= EXERCISE BRIEF =
Determine how many lines in the records hold "ApplyAndSkipThisRule", and give that number with nothing added.

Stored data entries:
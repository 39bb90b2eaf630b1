use super::{AutoGenRule, RuleApplyType};
use crate::config::AutoUnrollConfig;
use crate::error::Result;
use crate::ir::attr::{keys, AttrKey};
use crate::ir::expr::find_accumulation;
use crate::ir::{ModuleExpr, Stmt, StmtId};
use log::{debug, info};

const OWNED_ATTR_KEYS: &[AttrKey] = &[keys::AUTO_UNROLL_MAX_STEP];

/// Candidates recorded by the last `init`.
#[derive(Debug, Clone)]
struct Applicable {
    candidates: Vec<StmtId>,
    revision: u64,
    applied: bool,
}

/// Annotates a reduction's schedule block with how far codegen should unroll
/// its loop nest ([`keys::AUTO_UNROLL_MAX_STEP`]).
///
/// A block is a candidate when it carries no attributes yet, accumulates over
/// at least one reduce axis with more than one iteration, and none of its
/// enclosing loops is parallel, vectorized, GPU-bound or empty.
///
/// The step is the product of the extents of the innermost
/// [`AutoUnrollConfig::max_depth`] enclosing loops, clamped to
/// [`AutoUnrollConfig::max_step`].
#[derive(Debug, Clone, Default)]
pub struct AutoUnroll {
    config: AutoUnrollConfig,
    state: Option<Applicable>,
}

impl AutoUnroll {
    pub fn new() -> Self {
        Self::default()
    }

    pub fn with_config(config: AutoUnrollConfig) -> Result<Self> {
        config.validate()?;
        Ok(AutoUnroll {
            config,
            state: None,
        })
    }

    pub fn config(&self) -> &AutoUnrollConfig {
        &self.config
    }

    fn meets_condition(&self, module: &ModuleExpr, id: StmtId) -> bool {
        let block = match module.schedule_block(id) {
            Some(block) => block,
            None => return false,
        };

        // Don't stack a second tuning directive on an annotated block.
        if !block.attrs.is_empty() {
            return false;
        }

        if !block.reduce_iter_vars().any(|iv| iv.extent > 1) {
            return false;
        }

        let loops_ok = module
            .enclosing_loops(id)
            .iter()
            .all(|&loop_id| match module[loop_id] {
                Stmt::For { extent, kind, .. } => extent > 0 && !kind.is_bound(),
                _ => unreachable!(),
            });
        if !loops_ok {
            debug!("{}: loop nest is bound or empty", block.name);
            return false;
        }

        find_accumulation(&block.body, &block.name).is_some()
    }

    fn applicable(&self) -> &Applicable {
        match &self.state {
            Some(state) => state,
            None => panic!("{}: used before init", self.name()),
        }
    }

    fn assert_unmodified(&self, module: &ModuleExpr) {
        assert_eq!(
            module.revision(),
            self.applicable().revision,
            "{}: module was modified since init",
            self.name()
        );
    }

    fn candidate(&self, index: usize) -> StmtId {
        let candidates = &self.applicable().candidates;
        assert!(
            index < candidates.len(),
            "{}: candidate index {} out of range (have {})",
            self.name(),
            index,
            candidates.len()
        );
        candidates[index]
    }

    /// The step [`AutoGenRule::apply`] would write for candidate `index`.
    /// Never mutates, and always gives the same answer for the same module.
    /// `module` must be the module passed to `init`, unmodified since.
    pub fn unroll_step(&self, module: &ModuleExpr, index: usize) -> i32 {
        self.assert_unmodified(module);
        let id = self.candidate(index);
        let product = module
            .enclosing_loops(id)
            .iter()
            .take(self.config.max_depth)
            .map(|&loop_id| match module[loop_id] {
                Stmt::For { extent, .. } => extent as u64,
                _ => unreachable!(),
            })
            .fold(1u64, |acc, extent| acc.saturating_mul(extent));

        let max_step = self.config.max_step as u64;
        if product > max_step {
            debug!(
                "{}: clamping unroll step {} of candidate {} to {}",
                self.name(),
                product,
                index,
                max_step
            );
            self.config.max_step
        } else {
            product as i32
        }
    }
}

impl AutoGenRule for AutoUnroll {
    fn name(&self) -> &'static str {
        "AutoUnroll"
    }

    fn owned_attr_keys(&self) -> &'static [AttrKey] {
        OWNED_ATTR_KEYS
    }

    fn init(&mut self, module: &ModuleExpr) -> Result<RuleApplyType> {
        self.state = None;
        let candidates: Vec<StmtId> = module
            .schedule_block_realizes()?
            .into_iter()
            .filter(|&id| self.meets_condition(module, id))
            .collect();

        debug!("{}: candidates {:?}", self.name(), candidates);
        info!(
            "{}: {} applicable schedule block(s)",
            self.name(),
            candidates.len()
        );

        let apply_type = if candidates.is_empty() {
            RuleApplyType::CannotApply
        } else {
            RuleApplyType::ApplyAndSkipThisRule
        };
        self.state = Some(Applicable {
            candidates,
            revision: module.revision(),
            applied: false,
        });
        Ok(apply_type)
    }

    fn number_applicable(&self) -> usize {
        self.applicable().candidates.len()
    }

    fn apply(&mut self, module: &mut ModuleExpr, index: usize) -> Result<()> {
        assert!(
            !self.applicable().applied,
            "{}: already applied since the last init",
            self.name()
        );
        self.assert_unmodified(module);
        let id = self.candidate(index);
        let step = self.unroll_step(module, index);

        let block = module
            .schedule_block_mut(id)
            .expect("candidates are schedule blocks");
        assert!(
            block.attrs.is_empty(),
            "{}: {} is already annotated",
            self.name(),
            block.name
        );
        block.attrs.insert(keys::AUTO_UNROLL_MAX_STEP, step);
        debug!("{}: {} gets unroll step {}", self.name(), block.name, step);

        if let Some(state) = self.state.as_mut() {
            state.applied = true;
        }
        Ok(())
    }
}
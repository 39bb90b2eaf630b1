use crate::auto_gen_rule::{AutoGenRule, RuleApplyType};
use crate::error::{OverlappingAttrKeysSnafu, Result};
use crate::ir::ModuleExpr;
use crate::sampler::IndexSampler;
use log::{debug, info};

/// What one rule did during [`RuleRegistry::apply_round`].
#[derive(Debug, Clone, PartialEq, Eq)]
pub struct RuleOutcome {
    pub rule: &'static str,
    pub apply_type: RuleApplyType,
    pub number_applicable: usize,
}

/// The ordered set of rules a search driver explores with.
#[derive(Default)]
pub struct RuleRegistry {
    rules: Vec<Box<dyn AutoGenRule>>,
}

impl RuleRegistry {
    pub fn new() -> Self {
        Self::default()
    }

    /// Appends `rule`. Fails if it writes an attribute key some registered
    /// rule already writes.
    pub fn register(&mut self, rule: Box<dyn AutoGenRule>) -> Result<()> {
        for existing in &self.rules {
            if let Some(key) = rule
                .owned_attr_keys()
                .iter()
                .copied()
                .find(|key| existing.owned_attr_keys().contains(key))
            {
                return OverlappingAttrKeysSnafu {
                    key,
                    existing: existing.name(),
                    incoming: rule.name(),
                }
                .fail();
            }
        }
        debug!("registered rule {}", rule.name());
        self.rules.push(rule);
        Ok(())
    }

    pub fn len(&self) -> usize {
        self.rules.len()
    }

    pub fn is_empty(&self) -> bool {
        self.rules.is_empty()
    }

    pub fn rule_names(&self) -> Vec<&'static str> {
        self.rules.iter().map(|rule| rule.name()).collect()
    }

    /// Runs every rule once, in registration order, against `module`: each
    /// rule is initialized on the module as left by the previous rules and,
    /// if applicable, applied to one randomly chosen candidate. Any error
    /// aborts the round.
    pub fn apply_round(
        &mut self,
        module: &mut ModuleExpr,
        sampler: &mut dyn IndexSampler,
    ) -> Result<Vec<RuleOutcome>> {
        let mut outcomes = Vec::with_capacity(self.rules.len());
        for rule in self.rules.iter_mut() {
            let apply_type = rule.init(module)?;
            let number_applicable = rule.number_applicable();
            match apply_type {
                RuleApplyType::CannotApply => {}
                RuleApplyType::ApplyAndSkipThisRule => rule.apply_randomly(module, sampler)?,
            }
            info!(
                "{}: {:?} with {} candidate(s)",
                rule.name(),
                apply_type,
                number_applicable
            );
            outcomes.push(RuleOutcome {
                rule: rule.name(),
                apply_type,
                number_applicable,
            });
        }
        debug!("after round:\n{}", module);
        Ok(outcomes)
    }
}
//! Rules that automatically generate schedule mutations.
//!
//! Every rule follows the same protocol, driven by a search driver holding
//! one module per exploration round:
//!
//!  1. [`AutoGenRule::init`] scans the module without touching it and records
//!     the candidate sites the rule could mutate.
//!  2. [`AutoGenRule::number_applicable`] reports how many were found.
//!  3. [`AutoGenRule::apply`] or [`AutoGenRule::apply_randomly`] mutates one
//!     of them.
//!
//! Calling these out of order, with an out-of-range index, or on a module
//! changed since `init` is a bug in the driver, and panics.

mod auto_unroll;

pub use auto_unroll::AutoUnroll;

use crate::error::Result;
use crate::ir::attr::AttrKey;
use crate::ir::ModuleExpr;
use crate::sampler::IndexSampler;

/// The outcome of [`AutoGenRule::init`].
///
/// Only single-shot rules exist so far, so there is no outcome for rules that
/// want to be applied repeatedly within one round.
#[derive(Debug, Clone, Copy, PartialEq, Eq)]
pub enum RuleApplyType {
    /// No candidate site qualifies.
    CannotApply,
    /// At least one site qualifies. The rule mutates exactly one of them and
    /// must not be reconsidered for the rest of the round.
    ApplyAndSkipThisRule,
}

pub trait AutoGenRule {
    fn name(&self) -> &'static str;

    /// The attribute keys this rule writes. Registered rules must not share
    /// keys.
    fn owned_attr_keys(&self) -> &'static [AttrKey];

    /// Fails if `module` is malformed; never mutates it.
    fn init(&mut self, module: &ModuleExpr) -> Result<RuleApplyType>;

    /// Number of candidates found by the last `init`.
    fn number_applicable(&self) -> usize;

    /// Mutates candidate `index` of the last `init`. `module` must be the
    /// module passed to `init`, unmodified since.
    fn apply(&mut self, module: &mut ModuleExpr, index: usize) -> Result<()>;

    /// Like [`AutoGenRule::apply`], on a candidate chosen by `sampler`.
    fn apply_randomly(
        &mut self,
        module: &mut ModuleExpr,
        sampler: &mut dyn IndexSampler,
    ) -> Result<()> {
        let n = self.number_applicable();
        assert!(n > 0, "{}: no applicable candidates to apply", self.name());
        let index = sampler.sample_index(n);
        self.apply(module, index)
    }
}
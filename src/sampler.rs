use rand::rngs::SmallRng;
use rand::{Rng, RngCore, SeedableRng};

/// Picks an index in `[0, n)`. Rules only ever draw randomness through this,
/// so a caller controls reproducibility by choosing the sampler.
pub trait IndexSampler {
    fn sample_index(&mut self, n: usize) -> usize;
}

/// Uniform sampling over an injected random source.
#[derive(Debug, Clone)]
pub struct UniformSampler<R: RngCore = SmallRng> {
    rng: R,
}

impl<R: RngCore> UniformSampler<R> {
    pub fn new(rng: R) -> Self {
        UniformSampler { rng }
    }
}

impl UniformSampler<SmallRng> {
    pub fn seeded(seed: u64) -> Self {
        Self::new(SmallRng::seed_from_u64(seed))
    }

    pub fn from_entropy() -> Self {
        Self::new(SmallRng::from_entropy())
    }
}

impl<R: RngCore> IndexSampler for UniformSampler<R> {
    fn sample_index(&mut self, n: usize) -> usize {
        assert!(n > 0, "cannot sample from an empty range");
        self.rng.gen_range(0..n)
    }
}
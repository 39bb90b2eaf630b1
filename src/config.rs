use crate::error::{ConfigOutOfRangeSnafu, InvalidConfigSnafu, Result};
use serde::{Deserialize, Serialize};
use snafu::ResultExt;

/// Hard ceiling on the unroll step. Larger steps blow up generated code size.
pub const MAX_UNROLL_STEP: i32 = 128;

/// Tuning knobs of [`crate::auto_gen_rule::AutoUnroll`].
#[derive(Debug, Clone, Copy, PartialEq, Eq, Serialize, Deserialize)]
#[serde(default, deny_unknown_fields)]
pub struct AutoUnrollConfig {
    /// Steps above this are clamped down to it. At most [`MAX_UNROLL_STEP`].
    pub max_step: i32,
    /// How many enclosing loops, innermost first, contribute to the step.
    pub max_depth: usize,
}

impl Default for AutoUnrollConfig {
    fn default() -> Self {
        AutoUnrollConfig {
            max_step: MAX_UNROLL_STEP,
            max_depth: 3,
        }
    }
}

impl AutoUnrollConfig {
    /// Parses and validates a JSON config; missing fields take defaults.
    /// ```
    /// use autosched::config::AutoUnrollConfig;
    /// let config = AutoUnrollConfig::from_json_str(r#"{ "max_depth": 1 }"#).unwrap();
    /// assert_eq!(config.max_depth, 1);
    /// assert_eq!(config.max_step, 128);
    /// ```
    pub fn from_json_str(s: &str) -> Result<Self> {
        let config: AutoUnrollConfig = serde_json::from_str(s).context(InvalidConfigSnafu)?;
        config.validate()?;
        Ok(config)
    }

    pub fn validate(&self) -> Result<()> {
        if self.max_step < 1 || self.max_step > MAX_UNROLL_STEP {
            return ConfigOutOfRangeSnafu {
                field: "max_step",
                value: self.max_step as i64,
                min: 1i64,
                max: MAX_UNROLL_STEP as i64,
            }
            .fail();
        }
        if self.max_depth < 1 {
            return ConfigOutOfRangeSnafu {
                field: "max_depth",
                value: self.max_depth as i64,
                min: 1i64,
                max: i64::MAX,
            }
            .fail();
        }
        Ok(())
    }
}
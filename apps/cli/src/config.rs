// This Source Code Form is subject to the terms of the Mozilla Public
// License, v. 2.0. If a copy of the MPL was not distributed with this
// file, You can obtain one at https://mozilla.org/MPL/2.0/.

//! CLI configuration loaded from environment variables.

use scenegrid_context::ContextConfig;
use scenegrid_core::GridConfig;
use scenegrid_segmentation::SegmentationConfig;
use scenegrid_selection::SelectionConfig;

/// Pipeline configuration.
#[derive(Debug, Clone, Default)]
pub struct Config {
    pub grid: GridConfig,
    pub segmentation: SegmentationConfig,
    pub selection: SelectionConfig,
    pub context: ContextConfig,
}

impl Config {
    /// Load configuration from environment variables.
    pub fn from_env() -> Self {
        Self::from_lookup(|key| std::env::var(key).ok())
    }

    /// Load configuration through `lookup`, falling back to defaults for
    /// missing or unparsable values.
    pub fn from_lookup(lookup: impl Fn(&str) -> Option<String>) -> Self {
        let mut config = Self::default();

        if let Some(resolution) = lookup("SCENEGRID_RESOLUTION").and_then(|v| parse_resolution(&v))
        {
            config.grid.resolution = resolution;
        }
        if let Some(bottom) = parsed(&lookup, "SCENEGRID_CROP_BOTTOM") {
            config.grid.vertical_crop.0 = bottom;
        }
        if let Some(top) = parsed(&lookup, "SCENEGRID_CROP_TOP") {
            config.grid.vertical_crop.1 = top;
        }
        if let Some(min_points) = parsed(&lookup, "SCENEGRID_MIN_CELL_POINTS") {
            config.segmentation.min_cell_points = min_points;
            config.context.min_cell_points = min_points;
        }
        if let Some(max_cells) = parsed(&lookup, "SCENEGRID_MAX_CELLS") {
            config.context.max_cells = max_cells;
        }
        if let Some(threshold) = parsed(&lookup, "SCENEGRID_COLOR_THRESHOLD") {
            config.selection.color_distance_threshold = threshold;
        }
        if let Some(flag) = lookup("SCENEGRID_FLOOR_PROTECTION") {
            match flag.trim() {
                "0" | "false" | "off" => config.selection.floor_protection = None,
                "1" | "true" | "on" => {
                    config.selection.floor_protection.get_or_insert_with(Default::default);
                }
                other => tracing::warn!(value = other, "Ignoring SCENEGRID_FLOOR_PROTECTION"),
            }
        }

        config
    }
}

fn parsed<T: std::str::FromStr>(lookup: &impl Fn(&str) -> Option<String>, key: &str) -> Option<T> {
    let raw = lookup(key)?;
    match raw.trim().parse() {
        Ok(v) => Some(v),
        Err(_) => {
            tracing::warn!(key, value = %raw, "Ignoring unparsable setting");
            None
        }
    }
}

/// Parses `"20,20,20"`, or a single value applied to every axis.
fn parse_resolution(raw: &str) -> Option<[u32; 3]> {
    let parts: Vec<u32> = raw
        .split(',')
        .map(|s| s.trim().parse())
        .collect::<Result<_, _>>()
        .ok()?;
    match parts.as_slice() {
        &[n] => Some([n, n, n]),
        &[x, y, z] => Some([x, y, z]),
        _ => None,
    }
}

#[cfg(test)]
mod tests {
    use super::*;
    use std::collections::HashMap;

    fn config_from(pairs: &[(&str, &str)]) -> Config {
        let vars: HashMap<String, String> = pairs
            .iter()
            .map(|(k, v)| (k.to_string(), v.to_string()))
            .collect();
        Config::from_lookup(|key| vars.get(key).cloned())
    }

    #[test]
    fn defaults_without_variables() {
        let config = config_from(&[]);
        assert_eq!(config.grid.resolution, [20, 20, 20]);
        assert_eq!(config.grid.vertical_crop, (0.1, 0.1));
        assert_eq!(config.context.max_cells, 600);
        assert!(config.selection.floor_protection.is_some());
    }

    #[test]
    fn variables_override_defaults() {
        let config = config_from(&[
            ("SCENEGRID_RESOLUTION", "32, 16, 32"),
            ("SCENEGRID_CROP_BOTTOM", "0.05"),
            ("SCENEGRID_CROP_TOP", "0"),
            ("SCENEGRID_MIN_CELL_POINTS", "4"),
            ("SCENEGRID_MAX_CELLS", "100"),
            ("SCENEGRID_COLOR_THRESHOLD", "0.4"),
            ("SCENEGRID_FLOOR_PROTECTION", "0"),
        ]);
        assert_eq!(config.grid.resolution, [32, 16, 32]);
        assert_eq!(config.grid.vertical_crop, (0.05, 0.0));
        assert_eq!(config.segmentation.min_cell_points, 4);
        assert_eq!(config.context.min_cell_points, 4);
        assert_eq!(config.context.max_cells, 100);
        assert_eq!(config.selection.color_distance_threshold, 0.4);
        assert!(config.selection.floor_protection.is_none());
    }

    #[test]
    fn bad_values_fall_back() {
        let config = config_from(&[
            ("SCENEGRID_RESOLUTION", "10,10"),
            ("SCENEGRID_MAX_CELLS", "lots"),
            ("SCENEGRID_FLOOR_PROTECTION", "maybe"),
        ]);
        assert_eq!(config.grid.resolution, [20, 20, 20]);
        assert_eq!(config.context.max_cells, 600);
        assert!(config.selection.floor_protection.is_some());
    }

    #[test]
    fn single_resolution_applies_to_all_axes() {
        assert_eq!(parse_resolution("8"), Some([8, 8, 8]));
        assert_eq!(parse_resolution("a,b,c"), None);
    }
}
// This Source Code Form is subject to the terms of the Mozilla Public
// License, v. 2.0. If a copy of the MPL was not distributed with this
// file, You can obtain one at https://mozilla.org/MPL/2.0/.

//! The uniform grid and its occupied cells.
//!
//! Cells live in a dense vector ordered by flat index. A slot table with one
//! entry per grid position maps `(x * ry + y) * rz + z` to the cell's slot,
//! giving O(1) lookup without hashing. Unoccupied positions hold
//! [`EMPTY_SLOT`].

use std::fmt;

use nalgebra::{Point3, Vector3};
use serde::{Deserialize, Serialize};

use crate::bounds::Aabb;
use crate::color::Rgb;

/// Slot table marker for an unoccupied grid position.
pub(crate) const EMPTY_SLOT: u32 = u32::MAX;

/// Integer grid coordinates of a cell, each `< resolution` on its axis.
///
/// Ordering is lexicographic `(x, y, z)`, which matches flat-index order.
#[derive(
    Debug, Clone, Copy, PartialEq, Eq, Hash, PartialOrd, Ord, Default, Serialize, Deserialize,
)]
pub struct CellKey {
    pub x: u32,
    pub y: u32,
    pub z: u32,
}

impl CellKey {
    #[inline]
    pub const fn new(x: u32, y: u32, z: u32) -> Self {
        Self { x, y, z }
    }

    #[inline]
    pub fn as_array(&self) -> [u32; 3] {
        [self.x, self.y, self.z]
    }

    /// Signed grid position, convenient for offset arithmetic.
    #[inline]
    pub fn grid_pos(&self) -> (i32, i32, i32) {
        (self.x as i32, self.y as i32, self.z as i32)
    }

    /// Returns the key displaced by `(dx, dy, dz)`, or `None` if the result
    /// leaves the grid.
    pub fn offset(&self, dx: i32, dy: i32, dz: i32, resolution: [u32; 3]) -> Option<CellKey> {
        let shift = |v: u32, d: i32, res: u32| -> Option<u32> {
            let n = v as i64 + d as i64;
            (n >= 0 && n < res as i64).then_some(n as u32)
        };
        Some(CellKey::new(
            shift(self.x, dx, resolution[0])?,
            shift(self.y, dy, resolution[1])?,
            shift(self.z, dz, resolution[2])?,
        ))
    }

    /// Chebyshev distance in grid coordinates.
    pub fn chebyshev(&self, other: &CellKey) -> u32 {
        self.x
            .abs_diff(other.x)
            .max(self.y.abs_diff(other.y))
            .max(self.z.abs_diff(other.z))
    }
}

impl fmt::Display for CellKey {
    fn fmt(&self, f: &mut fmt::Formatter<'_>) -> fmt::Result {
        write!(f, "({},{},{})", self.x, self.y, self.z)
    }
}

impl From<[u32; 3]> for CellKey {
    fn from(v: [u32; 3]) -> Self {
        CellKey::new(v[0], v[1], v[2])
    }
}

/// Aggregate statistics for one occupied grid cell.
#[derive(Debug, Clone, PartialEq)]
pub struct Cell {
    pub key: CellKey,
    /// Number of indexed points. Always at least 1.
    pub count: u32,
    pub mean_position: Point3<f64>,
    pub mean_color: Rgb,
    /// Mean of the per-channel colour variances.
    pub color_variance: f32,
    /// Occupied extent, often tighter than the nominal cell.
    pub bounds: Aabb,
    /// Points per unit of nominal cell volume.
    pub density: f32,
    pub point_indices: Vec<u32>,
}

impl Cell {
    /// Signed grid position of this cell.
    #[inline]
    pub fn grid_pos(&self) -> (i32, i32, i32) {
        self.key.grid_pos()
    }

    /// Size of the occupied extent.
    #[inline]
    pub fn occupied_size(&self) -> Vector3<f64> {
        self.bounds.size()
    }
}

/// Counters gathered while building a grid.
#[derive(Debug, Clone, Default, PartialEq, Serialize, Deserialize)]
pub struct BuildDiagnostics {
    /// Points reported by the source.
    pub total_points: usize,
    /// Points that landed in a cell.
    pub indexed_points: usize,
    /// Points outside the cropped bounds.
    pub dropped_outside: usize,
    /// Points with non-finite positions or validity at or below the threshold.
    pub skipped_invalid: usize,
    pub occupied_cells: usize,
    /// The vertical crop collapsed the box and the raw bounds were used.
    pub used_fallback: bool,
    /// The raw bounds were unusable and the grid is empty.
    pub degenerate_bounds: bool,
}

impl BuildDiagnostics {
    /// Fraction of source points that did not land in any cell.
    pub fn drop_rate(&self) -> f64 {
        if self.total_points == 0 {
            return 0.0;
        }
        1.0 - self.indexed_points as f64 / self.total_points as f64
    }
}

/// A uniform 3D grid over a point cloud, built once per scene.
#[derive(Debug, Clone)]
pub struct Grid {
    resolution: [u32; 3],
    bounds: Aabb,
    raw_bounds: Aabb,
    cell_size: Vector3<f64>,
    cells: Vec<Cell>,
    slots: Vec<u32>,
    diagnostics: BuildDiagnostics,
}

impl Grid {
    pub(crate) fn from_parts(
        resolution: [u32; 3],
        bounds: Aabb,
        raw_bounds: Aabb,
        cell_size: Vector3<f64>,
        cells: Vec<Cell>,
        slots: Vec<u32>,
        diagnostics: BuildDiagnostics,
    ) -> Self {
        Self {
            resolution,
            bounds,
            raw_bounds,
            cell_size,
            cells,
            slots,
            diagnostics,
        }
    }

    /// An empty grid over unusable bounds. Every lookup returns `None`.
    pub(crate) fn degenerate(
        resolution: [u32; 3],
        raw_bounds: Aabb,
        diagnostics: BuildDiagnostics,
    ) -> Self {
        Self::from_parts(
            resolution,
            raw_bounds,
            raw_bounds,
            Vector3::zeros(),
            Vec::new(),
            Vec::new(),
            diagnostics,
        )
    }

    #[inline]
    pub fn resolution(&self) -> [u32; 3] {
        self.resolution
    }

    /// The (possibly cropped) bounds the grid indexes.
    #[inline]
    pub fn bounds(&self) -> &Aabb {
        &self.bounds
    }

    /// Bounds reported by the bounding volume provider, before cropping.
    #[inline]
    pub fn raw_bounds(&self) -> &Aabb {
        &self.raw_bounds
    }

    /// Nominal cell size per axis. Zero on axes without extent.
    #[inline]
    pub fn cell_size(&self) -> Vector3<f64> {
        self.cell_size
    }

    #[inline]
    pub fn diagnostics(&self) -> &BuildDiagnostics {
        &self.diagnostics
    }

    /// Occupied cells in flat-index order.
    #[inline]
    pub fn cells(&self) -> &[Cell] {
        &self.cells
    }

    /// Number of occupied cells.
    #[inline]
    pub fn len(&self) -> usize {
        self.cells.len()
    }

    #[inline]
    pub fn is_empty(&self) -> bool {
        self.cells.is_empty()
    }

    /// True when the grid was built over degenerate bounds.
    #[inline]
    pub fn is_degenerate(&self) -> bool {
        self.slots.is_empty()
    }

    /// Flat index of a key, or `None` if it lies outside the resolution.
    #[inline]
    pub fn flat_index(&self, key: CellKey) -> Option<usize> {
        flat_index(key, self.resolution)
    }

    /// Returns the occupied cell at `key`.
    #[inline]
    pub fn cell(&self, key: CellKey) -> Option<&Cell> {
        let flat = self.flat_index(key)?;
        match *self.slots.get(flat)? {
            EMPTY_SLOT => None,
            slot => self.cells.get(slot as usize),
        }
    }

    #[inline]
    pub fn contains_key(&self, key: CellKey) -> bool {
        self.cell(key).is_some()
    }

    /// Nominal world-space box of the grid position `key`.
    pub fn cell_world_bounds(&self, key: CellKey) -> Aabb {
        let offset = Vector3::new(
            key.x as f64 * self.cell_size.x,
            key.y as f64 * self.cell_size.y,
            key.z as f64 * self.cell_size.z,
        );
        let min = self.bounds.min + offset;
        Aabb::new(min, min + self.cell_size)
    }

    /// Nominal world-space centre of the grid position `key`.
    pub fn cell_world_center(&self, key: CellKey) -> Point3<f64> {
        self.cell_world_bounds(key).center()
    }

    /// Position normalised to `[0, 1]` per axis relative to the grid bounds.
    /// Axes without extent normalise to 0.
    pub fn normalized(&self, p: &Point3<f64>) -> Point3<f64> {
        normalize_in(&self.bounds, p)
    }

    /// Grid position containing `p`, or `None` if `p` lies outside the
    /// grid bounds (or the grid is degenerate).
    pub fn key_for_point(&self, p: &Point3<f64>) -> Option<CellKey> {
        if self.is_degenerate() || !self.bounds.contains(p) {
            return None;
        }
        Some(self.key_unchecked(p))
    }

    /// Grid position of `p` after clamping it into the grid bounds.
    pub fn clamped_key(&self, p: &Point3<f64>) -> Option<CellKey> {
        if self.is_degenerate() || !p.iter().all(|v| v.is_finite()) {
            return None;
        }
        Some(self.key_unchecked(&self.bounds.clamp_point(p)))
    }

    fn key_unchecked(&self, p: &Point3<f64>) -> CellKey {
        key_within(&self.bounds, self.resolution, p)
    }
}

/// Flat index `(x * ry + y) * rz + z`, or `None` outside the resolution.
#[inline]
pub(crate) fn flat_index(key: CellKey, resolution: [u32; 3]) -> Option<usize> {
    if key.x >= resolution[0] || key.y >= resolution[1] || key.z >= resolution[2] {
        return None;
    }
    let [_, ry, rz] = resolution.map(|r| r as usize);
    Some((key.x as usize * ry + key.y as usize) * rz + key.z as usize)
}

/// Normalises `p` to `[0, 1]` per axis of `bounds`; flat axes map to 0.
pub(crate) fn normalize_in(bounds: &Aabb, p: &Point3<f64>) -> Point3<f64> {
    let size = bounds.size();
    let axis = |v: f64, min: f64, extent: f64| {
        if extent > 0.0 {
            (v - min) / extent
        } else {
            0.0
        }
    };
    Point3::new(
        axis(p.x, bounds.min.x, size.x),
        axis(p.y, bounds.min.y, size.y),
        axis(p.z, bounds.min.z, size.z),
    )
}

/// Grid position of `p` within `bounds`. Callers check containment first.
pub(crate) fn key_within(bounds: &Aabb, resolution: [u32; 3], p: &Point3<f64>) -> CellKey {
    let n = normalize_in(bounds, p);
    CellKey::new(
        axis_index(n.x, resolution[0]),
        axis_index(n.y, resolution[1]),
        axis_index(n.z, resolution[2]),
    )
}

/// Cell index along one axis for a normalised coordinate. The maximum
/// boundary maps to the last cell.
#[inline]
pub(crate) fn axis_index(normalized: f64, resolution: u32) -> u32 {
    let n = normalized.clamp(0.0, 1.0);
    let idx = (n * resolution as f64).floor() as i64;
    idx.clamp(0, resolution as i64 - 1) as u32
}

= RESULT BELOW =
3